> **AVAILABLE RECORDS**
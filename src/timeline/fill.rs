use super::bucket::{Coord, TimeBucket};
use super::interval::Interval;
use crate::query::DateRange;
use std::collections::HashMap;

/// Expands sparse server counts into a dense run of buckets, inserting
/// [`NO_DATA`](super::NO_DATA) buckets for missing coordinates.
///
/// The run spans the raw buckets, or the range when both of its bounds are
/// set. Every month of every spanned year is emitted; for a single-year span
/// below month granularity the months are clipped to the span. Days always run
/// 1 to 31 unless the span sits in one month at hour granularity.
pub fn fill(raw: &[TimeBucket], interval: Interval, range: &DateRange) -> Vec<TimeBucket> {
    let positions = raw.iter().map(TimeBucket::position);
    let (Some(data_min), Some(data_max)) = (positions.clone().min(), positions.max()) else {
        return Vec::new();
    };

    let lookup: HashMap<Coord, &TimeBucket> = raw
        .iter()
        .map(|bucket| (bucket.position().truncate(interval), bucket))
        .collect();

    let (min, max) = match range.bounds() {
        Some((start, end)) => (Coord::from_datetime(start), Coord::from_datetime(end)),
        None => (data_min, data_max),
    };

    let same_year = min.year == max.year;
    let same_month = same_year && min.month == max.month;

    let mut filled = Vec::new();
    for year in min.year..=max.year {
        let months = if same_year && interval != Interval::Month {
            min.month..=max.month
        } else {
            1..=12
        };

        for month in months {
            if interval == Interval::Month {
                emit(&mut filled, &lookup, interval, Coord { year, month, day: 1, hour: 0 });
                continue;
            }

            let days = if same_month && interval == Interval::Hour {
                min.day..=max.day
            } else {
                1..=31
            };

            for day in days {
                if interval == Interval::Day {
                    emit(&mut filled, &lookup, interval, Coord { year, month, day, hour: 0 });
                    continue;
                }
                for hour in 0..24 {
                    emit(&mut filled, &lookup, interval, Coord { year, month, day, hour });
                }
            }
        }
    }

    tracing::debug!(raw = raw.len(), filled = filled.len(), %interval, "filled timeline");
    filled
}

fn emit(
    filled: &mut Vec<TimeBucket>,
    lookup: &HashMap<Coord, &TimeBucket>,
    interval: Interval,
    at: Coord,
) {
    let bucket = lookup
        .get(&at)
        .map_or_else(|| TimeBucket::gap(at, interval), |bucket| **bucket);
    filled.push(bucket);
}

> **PROBLEM**
The lines you need are those containing "positions"; find them in the records and copy them.

> **RESPONSE AREA**
    let positions = raw.iter().map(TimeBucket::position);
    let (Some(data_min), Some(data_max)) = (positions.clone().min(), positions.max()) else {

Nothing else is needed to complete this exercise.